*How to complete this task*.
Check every line of the data below for the word "ImageFormat". Copy the ones that have it.

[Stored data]
━━━━━━━━━━━━━━━━━━━━━━━━━━━━━━

use crate::error::RasterError;
use crate::rendering::source::{detect_format, ImageFormat};
use resvg::usvg;
use std::io::Cursor;
use color_tally::PixelBuffer;
use std::sync::Arc;

/// An image decoded to its native size, ready to be drawn at any scale.
pub enum DecodedImage {
    /// Straight-alpha RGBA pixels at native resolution, exactly as stored
    Raster(PixelBuffer),
    /// Parsed vector tree; rendered directly at the target size
    Vector(usvg::Tree),
}

impl DecodedImage {
    /// Decode `data`, detecting the format from its content.
    ///
    /// `fontdb` is only consulted for SVG text.
    pub fn decode(
        data: &[u8],
        fontdb: impl FnOnce() -> Arc<fontdb::Database>,
    ) -> Result<Self, RasterError> {
        match detect_format(data)? {
            ImageFormat::Png => decode_png(data).map(DecodedImage::Raster),
            ImageFormat::Svg => decode_svg(data, fontdb()).map(DecodedImage::Vector),
        }
    }

    pub fn format(&self) -> ImageFormat {
        match self {
            DecodedImage::Raster(_) => ImageFormat::Png,
            DecodedImage::Vector(_) => ImageFormat::Svg,
        }
    }

    /// Native width in pixels. SVG sizes are truncated to whole pixels.
    pub fn width(&self) -> u32 {
        match self {
            DecodedImage::Raster(pixels) => pixels.width(),
            DecodedImage::Vector(tree) => tree.size().width() as u32,
        }
    }

    /// Native height in pixels. SVG sizes are truncated to whole pixels.
    pub fn height(&self) -> u32 {
        match self {
            DecodedImage::Raster(pixels) => pixels.height(),
            DecodedImage::Vector(tree) => tree.size().height() as u32,
        }
    }
}

/// Decode a PNG of any color type and bit depth into straight RGBA.
fn decode_png(data: &[u8]) -> Result<PixelBuffer, RasterError> {
    let mut decoder = png::Decoder::new(Cursor::new(data));
    decoder.set_transformations(png::Transformations::normalize_to_color8());
    let mut reader = decoder.read_info()?;

    let mut buf = vec![0; reader.output_buffer_size()];
    let info = reader.next_frame(&mut buf)?;
    buf.truncate(info.buffer_size());

    if info.bit_depth != png::BitDepth::Eight {
        return Err(RasterError::PngLayout(format!(
            "bit depth {:?} after normalization",
            info.bit_depth
        )));
    }

    let rgba: Vec<u8> = match info.color_type {
        png::ColorType::Rgba => buf,
        png::ColorType::Rgb => buf
            .chunks_exact(3)
            .flat_map(|p| [p[0], p[1], p[2], 255])
            .collect(),
        png::ColorType::GrayscaleAlpha => buf
            .chunks_exact(2)
            .flat_map(|p| [p[0], p[0], p[0], p[1]])
            .collect(),
        png::ColorType::Grayscale => buf.iter().flat_map(|&v| [v, v, v, 255]).collect(),
        png::ColorType::Indexed => {
            return Err(RasterError::PngLayout(
                "indexed color was not expanded".to_string(),
            ))
        }
    };

    let expected = info.width as usize * info.height as usize * 4;
    if rgba.len() != expected {
        return Err(RasterError::PngLayout(format!(
            "{} bytes of pixel data for {}x{}",
            rgba.len(),
            info.width,
            info.height
        )));
    }

    Ok(PixelBuffer::new(rgba, info.width, info.height))
}

fn decode_svg(data: &[u8], fontdb: Arc<fontdb::Database>) -> Result<usvg::Tree, RasterError> {
    let options = usvg::Options {
        fontdb,
        ..Default::default()
    };
    usvg::Tree::from_data(data, &options).map_err(|e| RasterError::SvgParse(e.to_string()))
}

#[cfg(test)]
mod tests {
    use super::*;

    fn empty_fontdb() -> Arc<fontdb::Database> {
        Arc::new(fontdb::Database::new())
    }

    fn encode_png(width: u32, height: u32, color: png::ColorType, data: &[u8]) -> Vec<u8> {
        let mut buf = Vec::new();
        {
            let mut encoder = png::Encoder::new(&mut buf, width, height);
            encoder.set_color(color);
            encoder.set_depth(png::BitDepth::Eight);
            let mut writer = encoder.write_header().unwrap();
            writer.write_image_data(data).unwrap();
        }
        buf
    }

    fn raster_samples(image: DecodedImage) -> Vec<[u8; 4]> {
        let DecodedImage::Raster(pixels) = image else {
            panic!("Expected raster image");
        };
        pixels.samples().map(|s| s.to_bytes()).collect()
    }

    #[test]
    fn test_decode_rgba_png() {
        let data = [255, 0, 0, 255, 0, 0, 255, 255, 0, 0, 0, 0, 10, 20, 30, 255];
        let png = encode_png(2, 2, png::ColorType::Rgba, &data);

        let image = DecodedImage::decode(&png, empty_fontdb).unwrap();
        assert_eq!(image.format(), ImageFormat::Png);
        assert_eq!((image.width(), image.height()), (2, 2));

        assert_eq!(
            raster_samples(image),
            vec![[255, 0, 0, 255], [0, 0, 255, 255], [0, 0, 0, 0], [10, 20, 30, 255]]
        );
    }

    #[test]
    fn test_decode_rgb_png_is_opaque() {
        let png = encode_png(1, 2, png::ColorType::Rgb, &[1, 2, 3, 4, 5, 6]);
        let image = DecodedImage::decode(&png, empty_fontdb).unwrap();
        assert_eq!(raster_samples(image), vec![[1, 2, 3, 255], [4, 5, 6, 255]]);
    }

    #[test]
    fn test_decode_grayscale_png() {
        let png = encode_png(2, 1, png::ColorType::Grayscale, &[0, 200]);
        let image = DecodedImage::decode(&png, empty_fontdb).unwrap();
        assert_eq!(raster_samples(image), vec![[0, 0, 0, 255], [200, 200, 200, 255]]);
    }

    #[test]
    fn test_decode_translucent_png_keeps_straight_alpha() {
        let data = [12, 34, 56, 78, 200, 100, 50, 1];
        let png = encode_png(2, 1, png::ColorType::Rgba, &data);
        let image = DecodedImage::decode(&png, empty_fontdb).unwrap();
        assert_eq!(raster_samples(image), vec![[12, 34, 56, 78], [200, 100, 50, 1]]);
    }

    #[test]
    fn test_decode_grayscale_alpha_png() {
        let png = encode_png(1, 1, png::ColorType::GrayscaleAlpha, &[90, 45]);
        let image = DecodedImage::decode(&png, empty_fontdb).unwrap();
        assert_eq!(raster_samples(image), vec![[90, 90, 90, 45]]);
    }

    #[test]
    fn test_decode_truncated_png_fails() {
        let png = encode_png(2, 2, png::ColorType::Rgb, &[7; 12]);
        let truncated = &png[..png.len() / 2];
        assert!(matches!(
            DecodedImage::decode(truncated, empty_fontdb),
            Err(RasterError::PngDecode(_))
        ));
    }

    #[test]
    fn test_decode_svg_size() {
        let svg = br##"<svg xmlns="http://www.w3.org/2000/svg" width="40" height="20">
            <rect width="40" height="20" fill="#336699"/>
        </svg>"##;
        let image = DecodedImage::decode(svg, empty_fontdb).unwrap();
        assert_eq!(image.format(), ImageFormat::Svg);
        assert_eq!((image.width(), image.height()), (40, 20));
    }

    #[test]
    fn test_decode_broken_svg_fails() {
        let svg = b"<svg xmlns=\"http://www.w3.org/2000/svg\" width=\"4\"";
        assert!(matches!(
            DecodedImage::decode(svg, empty_fontdb),
            Err(RasterError::SvgParse(_))
        ));
    }

    #[test]
    fn test_decode_unknown_format_fails() {
        assert!(matches!(
            DecodedImage::decode(b"BM not a png", empty_fontdb),
            Err(RasterError::UnsupportedFormat)
        ));
    }
}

━━━━━━━━━━━━━━━━━━━━━━━━━━━━━━

*Solution to the problem*.
use crate::rendering::source::{detect_format, ImageFormat};
            ImageFormat::Png => decode_png(data).map(DecodedImage::Raster),
            ImageFormat::Svg => decode_svg(data, fontdb()).map(DecodedImage::Vector),
    pub fn format(&self) -> ImageFormat {
            DecodedImage::Raster(_) => ImageFormat::Png,
            DecodedImage::Vector(_) => ImageFormat::Svg,
        assert_eq!(image.format(), ImageFormat::Png);
        assert_eq!(image.format(), ImageFormat::Svg);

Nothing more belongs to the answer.